05Discussion & Limitations
Limitations:
- Deep composition limits: Some tasks like complex timeline building or multi-hop comparisons still trip the model, because they demand long chains of logic beyond selecting good sessions.
- Training-time annotations: The utterance-level event times and gold evidence are used to compute rewards during training. Real-world data won’t have these labels, so there’s a train/test mismatch (although the model doesn’t use labels at inference).
- Time-window prediction errors: If the initial time filter guesses the window poorly, the correct session could be filtered out early.
- Hyperparameter sensitivity: Top-k size and reward weights affect performance; the best settings may vary by domain.
- RL compute: GRPO training needs multiple samples per query and a reference model; this is heavier than simple fine-tuning.
Required Resources:
- An LLM backbone (e.g., 3B–7B) with ~16k context window for training setups shown.
- A fast retriever (BM25 or similar) for the relevance filter.
- RL framework supporting GRPO and KL regularization.
- Training data with session timestamps and (for reward computation) gold evidence and time spans.
When NOT to Use:
- Very short chats where simple search works fine (overkill).
- Fully structured databases with exact timestamps (a rules engine may be simpler and exact).
- Pure open-web QA without conversation context (a strong RAG alone may suffice).
- Real-time streaming with no timestamps at all (you need at least rough time anchors or reliable relative-time inference).
Open Questions:
- Can we learn temporal consistency without any event-time annotations via self-supervision?
- How to better handle ambiguous phrases across time zones and daylight savings automatically?
- Can we fuse the time filter and the policy into a single end-to-end model?
- How to quantify and communicate uncertainty about time (e.g., say “around Jan 9” with confidence)?
- How well does this extend to multilingual, multi-calendar settings and cross-cultural date phrases?

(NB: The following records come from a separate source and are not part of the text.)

//! Finality checkpoints.
//!
//! A block is final once `confirmation_depth` successors exist on the
//! heaviest chain; operators may also pin explicit checkpoints. No
//! reorganization may cross a finalized block, which bounds reorg depth and
//! defeats long-range history rewrites.

use chrono::{DateTime, Utc};
use doin_types::{Digest, DoinError, Result};
use tracing::info;

#[derive(Debug, Clone, Copy, PartialEq, Eq, serde::Serialize)]
#[serde(rename_all = "snake_case")]
pub enum CheckpointSource {
    Implicit,
    Explicit,
    External,
}

#[derive(Debug, Clone, serde::Serialize)]
pub struct Checkpoint {
    pub height: u64,
    pub block_hash: Digest,
    pub timestamp: DateTime<Utc>,
    pub source: CheckpointSource,
}

pub struct FinalityManager {
    confirmation_depth: u64,
    checkpoints: Vec<Checkpoint>,
}

impl FinalityManager {
    pub fn new(confirmation_depth: u64, genesis_hash: Digest) -> Self {
        // Genesis is final by construction.
        Self {
            confirmation_depth,
            checkpoints: vec![Checkpoint {
                height: 0,
                block_hash: genesis_hash,
                timestamp: Utc::now(),
                source: CheckpointSource::Explicit,
            }],
        }
    }

    pub fn confirmation_depth(&self) -> u64 {
        self.confirmation_depth
    }

    pub fn latest_checkpoint(&self) -> &Checkpoint {
        self.checkpoints.last().expect("genesis checkpoint always present")
    }

    /// Highest finalized height. Blocks at or below it are immutable.
    pub fn finalized_height(&self) -> u64 {
        self.latest_checkpoint().height
    }

    /// Pin an explicit checkpoint. Fails if it would revert finality.
    pub fn add_checkpoint(
        &mut self,
        height: u64,
        block_hash: Digest,
        source: CheckpointSource,
    ) -> Result<&Checkpoint> {
        if height <= self.finalized_height() {
            return Err(DoinError::ReorgBelowFinality {
                finalized: self.finalized_height(),
                target: height,
            });
        }
        self.checkpoints.push(Checkpoint {
            height,
            block_hash,
            timestamp: Utc::now(),
            source,
        });
        info!(height, hash = %block_hash, ?source, "Checkpoint added");
        Ok(self.latest_checkpoint())
    }

    /// Called after a block lands on the canonical chain. Creates an
    /// implicit checkpoint once a block is buried `confirmation_depth` deep.
    pub fn on_new_block(
        &mut self,
        chain_height: u64,
        hash_at_depth: Option<Digest>,
    ) -> Option<&Checkpoint> {
        let hash = hash_at_depth?;
        let candidate = chain_height.checked_sub(self.confirmation_depth)?;
        if candidate <= self.finalized_height() {
            return None;
        }
        self.checkpoints.push(Checkpoint {
            height: candidate,
            block_hash: hash,
            timestamp: Utc::now(),
            source: CheckpointSource::Implicit,
        });
        Some(self.latest_checkpoint())
    }

    /// Whether rolling the chain back to `target_height` (re-writing every
    /// block above it) is permitted.
    pub fn is_reorg_allowed(&self, target_height: u64) -> bool {
        target_height >= self.finalized_height()
    }

    /// A block claiming a checkpointed height must carry the checkpointed
    /// hash.
    pub fn validate_block_ancestry(&self, height: u64, block_hash: &Digest) -> bool {
        self.checkpoints
            .iter()
            .all(|cp| cp.height != height || cp.block_hash == *block_hash)
    }

    pub fn checkpoints(&self) -> &[Checkpoint] {
        &self.checkpoints
    }
}

#[cfg(test)]
mod tests {
    use super::*;

    fn manager() -> FinalityManager {
        FinalityManager::new(6, Digest::hash(b"genesis"))
    }

    #[test]
    fn test_genesis_finalized() {
        let m = manager();
        assert_eq!(m.finalized_height(), 0);
        assert!(m.is_reorg_allowed(0));
    }

    #[test]
    fn test_implicit_finality_at_depth() {
        let mut m = manager();
        // Height 6: block 0 is already final, nothing new.
        assert!(m.on_new_block(6, Some(Digest::hash(b"b0"))).is_none());
        // Height 7 buries block 1 six deep.
        let cp = m.on_new_block(7, Some(Digest::hash(b"b1"))).unwrap();
        assert_eq!(cp.height, 1);
        assert_eq!(cp.source, CheckpointSource::Implicit);
        assert_eq!(m.finalized_height(), 1);
    }

    #[test]
    fn test_depth_minus_one_still_reorgable() {
        let mut m = manager();
        m.on_new_block(16, Some(Digest::hash(b"b10"))).unwrap();
        assert_eq!(m.finalized_height(), 10);
        // Rolling back to height 10 (rewriting 11+) is fine.
        assert!(m.is_reorg_allowed(10));
        // Rolling back to height 9 would rewrite finalized block 10.
        assert!(!m.is_reorg_allowed(9));
    }

    #[test]
    fn test_explicit_checkpoint_cannot_revert() {
        let mut m = manager();
        m.add_checkpoint(5, Digest::hash(b"b5"), CheckpointSource::Explicit)
            .unwrap();
        let err = m
            .add_checkpoint(3, Digest::hash(b"b3"), CheckpointSource::Explicit)
            .unwrap_err();
        assert!(matches!(err, DoinError::ReorgBelowFinality { .. }));
    }

    #[test]
    fn test_ancestry_validation() {
        let mut m = manager();
        let hash = Digest::hash(b"b5");
        m.add_checkpoint(5, hash, CheckpointSource::Explicit).unwrap();
        assert!(m.validate_block_ancestry(5, &hash));
        assert!(!m.validate_block_ancestry(5, &Digest::hash(b"other")));
        assert!(m.validate_block_ancestry(6, &Digest::hash(b"anything")));
    }
}
//! Heaviest-chain fork choice.
//!
//! The canonical chain is not the longest but the heaviest: the one with the
//! most accumulated verified optimization work, i.e. the sum over its blocks
//! of `domain_weight × effective_increment` from accepted optimae. An
//! attacker wanting to rewrite history must out-optimize the honest network.

use doin_types::{Block, Digest, Transaction};
use std::cmp::Ordering;
use std::collections::HashMap;

/// Score of one candidate chain (or branch suffix; comparing suffixes from
/// a common fork point is equivalent to comparing full chains).
#[derive(Debug, Clone, PartialEq)]
pub struct ChainScore {
    pub tip_hash: Digest,
    pub height: u64,
    pub cumulative_increment: f64,
    pub accepted_count: u64,
    pub checkpoint_consistent: bool,
}

impl ChainScore {
    /// Ranking: checkpoint consistency, then cumulative weighted increment,
    /// then lower tip hash.
    fn ranking_cmp(&self, other: &Self) -> Ordering {
        if self.checkpoint_consistent != other.checkpoint_consistent {
            return self.checkpoint_consistent.cmp(&other.checkpoint_consistent);
        }
        if (self.cumulative_increment - other.cumulative_increment).abs() > 1e-10 {
            return self
                .cumulative_increment
                .partial_cmp(&other.cumulative_increment)
                .unwrap_or(Ordering::Equal);
        }
        // Lower hash wins: reversed comparison.
        other.tip_hash.cmp(&self.tip_hash)
    }

    pub fn is_better_than(&self, other: &Self) -> bool {
        self.ranking_cmp(other) == Ordering::Greater
    }
}

#[derive(Default)]
pub struct ForkChoice {
    candidates: HashMap<Digest, ChainScore>,
}

impl ForkChoice {
    pub fn new() -> Self {
        Self::default()
    }

    /// Score a chain (or branch suffix) from its blocks.
    ///
    /// `finalized` is the finalized (height, hash) pair; a candidate that
    /// carries a different block at the finalized height is marked
    /// inconsistent and never wins.
    pub fn score_chain(
        &mut self,
        blocks: &[Block],
        domain_weights: &HashMap<String, f64>,
        finalized: Option<(u64, Digest)>,
    ) -> ChainScore {
        let mut cumulative = 0.0;
        let mut accepted_count = 0u64;
        let mut checkpoint_consistent = true;

        for block in blocks {
            if let Some((final_height, final_hash)) = finalized {
                if block.index() == final_height && block.hash != final_hash {
                    checkpoint_consistent = false;
                }
            }
            for tx in &block.transactions {
                if let Transaction::AcceptedOptima {
                    optima,
                    effective_increment,
                    ..
                } = tx
                {
                    accepted_count += 1;
                    let weight = domain_weights.get(&optima.domain_id).copied().unwrap_or(1.0);
                    cumulative += (weight * effective_increment).abs();
                }
            }
        }

        let score = ChainScore {
            tip_hash: blocks.last().map(|b| b.hash).unwrap_or(Digest::ZERO),
            height: blocks.last().map(|b| b.index()).unwrap_or(0),
            cumulative_increment: cumulative,
            accepted_count,
            checkpoint_consistent,
        };
        self.candidates.insert(score.tip_hash, score.clone());
        score
    }

    /// The best chain among scored candidates.
    pub fn select_best(&self) -> Option<&ChainScore> {
        self.candidates
            .values()
            .max_by(|a, b| a.ranking_cmp(b))
    }

    pub fn clear(&mut self) {
        self.candidates.clear();
    }

    pub fn candidate_count(&self) -> usize {
        self.candidates.len()
    }
}

#[cfg(test)]
mod tests {
    use super::*;
    use chrono::Utc;
    use doin_crypto::{commitment_hash, merkle_root};
    use doin_types::{
        BlockHeader, ExperimentMeta, Optima, OptimaId, OptimaStatus, PeerId,
    };

    fn accepted_tx(domain_id: &str, effective_increment: f64, tag: u8) -> Transaction {
        let parameters = vec![tag];
        let nonce = vec![tag, tag];
        let mut optima = Optima::new_committed(
            OptimaId::new(),
            domain_id.to_string(),
            PeerId::from_bytes([1u8; 32]),
            commitment_hash(&parameters, &nonce),
            -100.0,
            Utc::now(),
        );
        optima.parameters = Some(parameters);
        optima.nonce = Some(nonce);
        optima.status = OptimaStatus::Accepted;
        Transaction::AcceptedOptima {
            optima,
            effective_increment,
            reward_fraction: 1.0,
            experiment_meta: ExperimentMeta {
                optimization_seed: 1,
                median_verified: -100.0,
                quorum_size: 3,
            },
        }
    }

    fn block_with(parent: &Block, transactions: Vec<Transaction>) -> Block {
        let leaves: Vec<Digest> = transactions.iter().map(|tx| tx.hash()).collect();
        let header = BlockHeader {
            index: parent.index() + 1,
            previous_hash: parent.hash,
            timestamp: parent.header.timestamp + chrono::Duration::seconds(1),
            merkle_root: merkle_root(&leaves),
            generator_id: PeerId::from_bytes([9u8; 32]),
            threshold_used: 1.0,
        };
        Block::new(header, transactions)
    }

    fn weights() -> HashMap<String, f64> {
        HashMap::from([("quadratic".to_string(), 1.0)])
    }

    #[test]
    fn test_heavier_branch_wins_despite_fewer_optimae() {
        let genesis = Block::genesis();
        // Branch X: 3 accepted optimae summing to 0.5.
        let x = vec![block_with(
            &genesis,
            vec![
                accepted_tx("quadratic", 0.2, 1),
                accepted_tx("quadratic", 0.2, 2),
                accepted_tx("quadratic", 0.1, 3),
            ],
        )];
        // Branch Y: 2 accepted optimae summing to 0.9.
        let y = vec![block_with(
            &genesis,
            vec![
                accepted_tx("quadratic", 0.5, 4),
                accepted_tx("quadratic", 0.4, 5),
            ],
        )];

        let mut fork_choice = ForkChoice::new();
        fork_choice.score_chain(&x, &weights(), None);
        let y_score = fork_choice.score_chain(&y, &weights(), None);

        let best = fork_choice.select_best().unwrap();
        assert_eq!(best.tip_hash, y_score.tip_hash);
        assert!((best.cumulative_increment - 0.9).abs() < 1e-9);
        assert_eq!(best.accepted_count, 2);
    }

    #[test]
    fn test_tie_broken_by_lower_hash() {
        let genesis = Block::genesis();
        let a = vec![block_with(&genesis, vec![accepted_tx("quadratic", 0.5, 1)])];
        let b = vec![block_with(&genesis, vec![accepted_tx("quadratic", 0.5, 2)])];

        let mut fork_choice = ForkChoice::new();
        let score_a = fork_choice.score_chain(&a, &weights(), None);
        let score_b = fork_choice.score_chain(&b, &weights(), None);

        let expected = if score_a.tip_hash < score_b.tip_hash {
            score_a.tip_hash
        } else {
            score_b.tip_hash
        };
        assert_eq!(fork_choice.select_best().unwrap().tip_hash, expected);
    }

    #[test]
    fn test_checkpoint_inconsistent_never_wins() {
        let genesis = Block::genesis();
        let honest = vec![block_with(&genesis, vec![])];
        let heavy = vec![block_with(
            &genesis,
            vec![accepted_tx("quadratic", 100.0, 1)],
        )];

        let mut fork_choice = ForkChoice::new();
        let honest_score = fork_choice.score_chain(
            &honest,
            &weights(),
            Some((1, honest[0].hash)),
        );
        // The heavy branch disagrees with the finalized block at height 1.
        fork_choice.score_chain(&heavy, &weights(), Some((1, honest[0].hash)));

        assert_eq!(
            fork_choice.select_best().unwrap().tip_hash,
            honest_score.tip_hash
        );
    }

    #[test]
    fn test_domain_weight_applied() {
        let genesis = Block::genesis();
        let chain = vec![block_with(&genesis, vec![accepted_tx("quadratic", 0.5, 1)])];
        let heavy_weights = HashMap::from([("quadratic".to_string(), 4.0)]);

        let mut fork_choice = ForkChoice::new();
        let score = fork_choice.score_chain(&chain, &heavy_weights, None);
        assert!((score.cumulative_increment - 2.0).abs() < 1e-9);
    }
}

06Conclusion & Future Work
Three-sentence summary: Memory-T1 is a reinforcement-learning framework that helps dialogue agents pick the right time-consistent memories from long, noisy multi-session histories. It uses a coarse-to-fine search—time filter, relevance filter, and an RL policy—with multi-level rewards for answer accuracy, evidence grounding, and temporal consistency. This delivers state-of-the-art temporal reasoning, stays reliable up to 128k tokens, and lets smaller models beat bigger baselines.
Main achievement: Designing and proving the value of a temporal consistency reward that checks both session closeness and utterance-level fidelity, turning vague time phrases into well-grounded answers.

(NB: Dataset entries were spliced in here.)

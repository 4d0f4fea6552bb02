//! Replicated task queue.
//!
//! Every node holds the same queue view, converged through flooded
//! TASK_CREATED / TASK_CLAIMED / TASK_COMPLETED messages. Claim conflicts
//! resolve to the earliest claim by (timestamp, peer id); claims abandoned
//! past the timeout reopen.

use chrono::{DateTime, Duration, Utc};
use doin_types::{Digest, PeerId, Task, TaskId, TaskState};
use std::collections::HashMap;
use tracing::debug;

/// Outcome of applying a (possibly remote) claim.
#[derive(Debug, Clone, Copy, PartialEq, Eq)]
pub enum ClaimOutcome {
    Claimed,
    /// An earlier claim superseded the current claimant.
    Superseded,
    /// A claim already outranks this one; ignored.
    Outranked,
    NotClaimable,
    UnknownTask,
}

pub struct TaskQueue {
    tasks: HashMap<TaskId, Task>,
    claim_timeout: Duration,
}

impl TaskQueue {
    pub fn new(claim_timeout_seconds: u64) -> Self {
        Self {
            tasks: HashMap::new(),
            claim_timeout: Duration::seconds(claim_timeout_seconds as i64),
        }
    }

    /// Insert a task; replays of the same flood message are idempotent.
    pub fn add(&mut self, task: Task) {
        self.tasks.entry(task.id).or_insert(task);
    }

    pub fn get(&self, task_id: &TaskId) -> Option<&Task> {
        self.tasks.get(task_id)
    }

    /// Pending tasks ordered by (priority, created_at).
    pub fn pending(&self, limit: usize) -> Vec<&Task> {
        let mut pending: Vec<&Task> = self
            .tasks
            .values()
            .filter(|t| t.state == TaskState::Pending)
            .collect();
        pending.sort_by(|a, b| {
            a.priority
                .cmp(&b.priority)
                .then(a.created_at.cmp(&b.created_at))
        });
        pending.truncate(limit);
        pending
    }

    /// Apply a claim. The earliest (timestamp, peer id) claim is
    /// authoritative; a later-arriving earlier claim supersedes.
    pub fn apply_claim(
        &mut self,
        task_id: &TaskId,
        claimant: PeerId,
        claimed_at: DateTime<Utc>,
    ) -> ClaimOutcome {
        let Some(task) = self.tasks.get_mut(task_id) else {
            return ClaimOutcome::UnknownTask;
        };
        match task.state {
            TaskState::Pending => {
                task.claim(claimant, claimed_at);
                debug!(task = %task_id, claimant = %claimant, "Task claimed");
                ClaimOutcome::Claimed
            }
            TaskState::Claimed => {
                let current = (
                    task.claimed_at.unwrap_or(claimed_at),
                    task.claimant.unwrap_or(claimant),
                );
                if (claimed_at, claimant) < current {
                    task.claim(claimant, claimed_at);
                    ClaimOutcome::Superseded
                } else {
                    ClaimOutcome::Outranked
                }
            }
            _ => ClaimOutcome::NotClaimable,
        }
    }

    /// Complete a claimed task. Only the authoritative claimant completes.
    pub fn apply_completion(
        &mut self,
        task_id: &TaskId,
        claimant: &PeerId,
        result_hash: Digest,
        measured_metric: Option<f64>,
        at: DateTime<Utc>,
    ) -> bool {
        let Some(task) = self.tasks.get_mut(task_id) else {
            return false;
        };
        // A completion may race ahead of its claim message.
        if task.state == TaskState::Pending {
            task.claim(*claimant, at);
        }
        if task.state != TaskState::Claimed || task.claimant.as_ref() != Some(claimant) {
            return false;
        }
        task.complete(result_hash, measured_metric, at);
        true
    }

    pub fn apply_failure(&mut self, task_id: &TaskId, at: DateTime<Utc>) -> bool {
        let Some(task) = self.tasks.get_mut(task_id) else {
            return false;
        };
        if task.state.is_terminal() {
            return false;
        }
        task.fail(at);
        true
    }

    /// Reopen claimed tasks whose claimant went quiet. Returns reopened ids.
    pub fn reopen_expired(&mut self, now: DateTime<Utc>) -> Vec<TaskId> {
        let timeout = self.claim_timeout;
        let mut reopened = Vec::new();
        for task in self.tasks.values_mut() {
            if task.state == TaskState::Claimed {
                let stale = task
                    .claimed_at
                    .map(|at| now - at > timeout)
                    .unwrap_or(true);
                if stale {
                    task.reopen();
                    reopened.push(task.id);
                }
            }
        }
        reopened
    }

    pub fn counts(&self) -> (usize, usize, usize) {
        let mut pending = 0;
        let mut claimed = 0;
        let mut completed = 0;
        for task in self.tasks.values() {
            match task.state {
                TaskState::Pending => pending += 1,
                TaskState::Claimed => claimed += 1,
                TaskState::Completed => completed += 1,
                TaskState::Failed => {}
            }
        }
        (pending, claimed, completed)
    }
}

Future directions: Learn time alignment with weaker or no annotations, integrate the time filter into the policy end-to-end, handle multiple calendars and languages, and add uncertainty-aware outputs for fuzzy time.
Why remember this: It shows that being time-smart isn’t about reading more—it’s about reading the right things at the right time, with feedback that teaches the model how to respect the calendar inside conversations.
Practical Applications
- •Personal timeline Q&A: “When did I say I’d start the gym routine?” with correct session citation.

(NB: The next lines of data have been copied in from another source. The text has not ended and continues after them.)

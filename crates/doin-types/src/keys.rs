use serde::{Deserialize, Serialize};
use std::fmt;

/// Stable peer identifier: the 32 raw bytes of an ed25519 public key.
///
/// Doubles as `optimizer_id` and `evaluator_id`; the ordering impl gives the
/// lexicographic tie-break used by quorum selection and task claims.
#[derive(Clone, Copy, PartialEq, Eq, Hash, PartialOrd, Ord, Serialize, Deserialize)]
pub struct PeerId([u8; 32]);

impl PeerId {
    pub fn from_bytes(bytes: [u8; 32]) -> Self {
        Self(bytes)
    }

    pub fn as_bytes(&self) -> &[u8; 32] {
        &self.0
    }

    pub fn to_hex(&self) -> String {
        hex::encode(self.0)
    }

    pub fn from_hex(s: &str) -> Result<Self, hex::FromHexError> {
        let bytes = hex::decode(s)?;
        if bytes.len() != 32 {
            return Err(hex::FromHexError::InvalidStringLength);
        }
        let mut arr = [0u8; 32];
        arr.copy_from_slice(&bytes);
        Ok(Self(arr))
    }
}

impl fmt::Debug for PeerId {
    fn fmt(&self, f: &mut fmt::Formatter<'_>) -> fmt::Result {
        write!(f, "PeerId({}...)", &self.to_hex()[..8])
    }
}

impl fmt::Display for PeerId {
    fn fmt(&self, f: &mut fmt::Formatter<'_>) -> fmt::Result {
        write!(f, "{}", self.to_hex())
    }
}

#[derive(Clone, PartialEq, Eq, Serialize, Deserialize)]
pub struct Signature(Vec<u8>);

impl Signature {
    pub fn new(bytes: Vec<u8>) -> Self {
        Self(bytes)
    }

    pub fn empty() -> Self {
        Self(Vec::new())
    }

    pub fn as_bytes(&self) -> &[u8] {
        &self.0
    }

    pub fn to_hex(&self) -> String {
        hex::encode(&self.0)
    }

    pub fn is_empty(&self) -> bool {
        self.0.is_empty()
    }
}

impl fmt::Debug for Signature {
    fn fmt(&self, f: &mut fmt::Formatter<'_>) -> fmt::Result {
        if self.is_empty() {
            write!(f, "Signature(empty)")
        } else {
            write!(f, "Signature({}...)", &self.to_hex()[..8])
        }
    }
}

#[cfg(test)]
mod tests {
    use super::*;

    #[test]
    fn test_peer_id_round_trip() {
        let id = PeerId::from_bytes([7u8; 32]);
        assert_eq!(PeerId::from_hex(&id.to_hex()).unwrap(), id);
    }

    #[test]
    fn test_peer_id_ordering_is_lexicographic() {
        let a = PeerId::from_bytes([1u8; 32]);
        let b = PeerId::from_bytes([2u8; 32]);
        assert!(a < b);
    }

    #[test]
    fn test_signature() {
        let sig = Signature::new(vec![1, 2, 3, 4]);
        assert!(!sig.is_empty());
        assert_eq!(sig.as_bytes(), &[1, 2, 3, 4]);
        assert!(Signature::empty().is_empty());
    }
}
//! Hashing helpers shared by the chain and the commit-reveal scheme.

use doin_types::Digest;

/// Collision-resistant 256-bit hash of arbitrary bytes.
pub fn hash(data: &[u8]) -> Digest {
    Digest::hash(data)
}

/// Binding commitment over opaque parameter bytes and a nonce.
///
/// The parameter bytes are length-prefixed so the parameter/nonce boundary
/// is unambiguous: `H(len(params):u32be || params || nonce)`.
pub fn commitment_hash(parameters: &[u8], nonce: &[u8]) -> Digest {
    let mut bytes = Vec::with_capacity(4 + parameters.len() + nonce.len());
    bytes.extend_from_slice(&(parameters.len() as u32).to_be_bytes());
    bytes.extend_from_slice(parameters);
    bytes.extend_from_slice(nonce);
    Digest::hash(&bytes)
}

/// Check a reveal against its commitment.
pub fn verify_commitment(commit_hash: &Digest, parameters: &[u8], nonce: &[u8]) -> bool {
    commitment_hash(parameters, nonce) == *commit_hash
}

/// Merkle root of a list of leaf digests.
///
/// Pairwise hashing with the last leaf duplicated at odd levels; the empty
/// list maps to the zero digest.
pub fn merkle_root(leaves: &[Digest]) -> Digest {
    if leaves.is_empty() {
        return Digest::ZERO;
    }
    if leaves.len() == 1 {
        return leaves[0];
    }

    let mut level: Vec<Digest> = leaves.to_vec();
    while level.len() > 1 {
        if level.len() % 2 == 1 {
            level.push(*level.last().expect("level is non-empty"));
        }
        let mut next = Vec::with_capacity(level.len() / 2);
        for pair in level.chunks(2) {
            let mut combined = Vec::with_capacity(64);
            combined.extend_from_slice(pair[0].as_bytes());
            combined.extend_from_slice(pair[1].as_bytes());
            next.push(Digest::hash(&combined));
        }
        level = next;
    }
    level[0]
}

- •Family planning: Track which weekend was chosen for trips or birthdays across long chats.
- •Health journaling: Align symptoms or medications with dates to answer doctor-prep questions.
- •Project logs: Identify which meeting decided a feature and when, even months later.
- •Customer support history: Pinpoint when a promise or policy was discussed in multi-session tickets.
- •Education coaching: Recall when study goals were set and measure progress over time.
- •Team retrospectives: Order events (deploys, incidents) accurately for postmortems.
- •Legal/compliance review: Cite the exact session where a policy was approved and on what date.
- •Financial planning: Track when budget changes were agreed upon across several sessions.
- •Event planning: Confirm what was finalized “last night” versus “two weeks earlier.”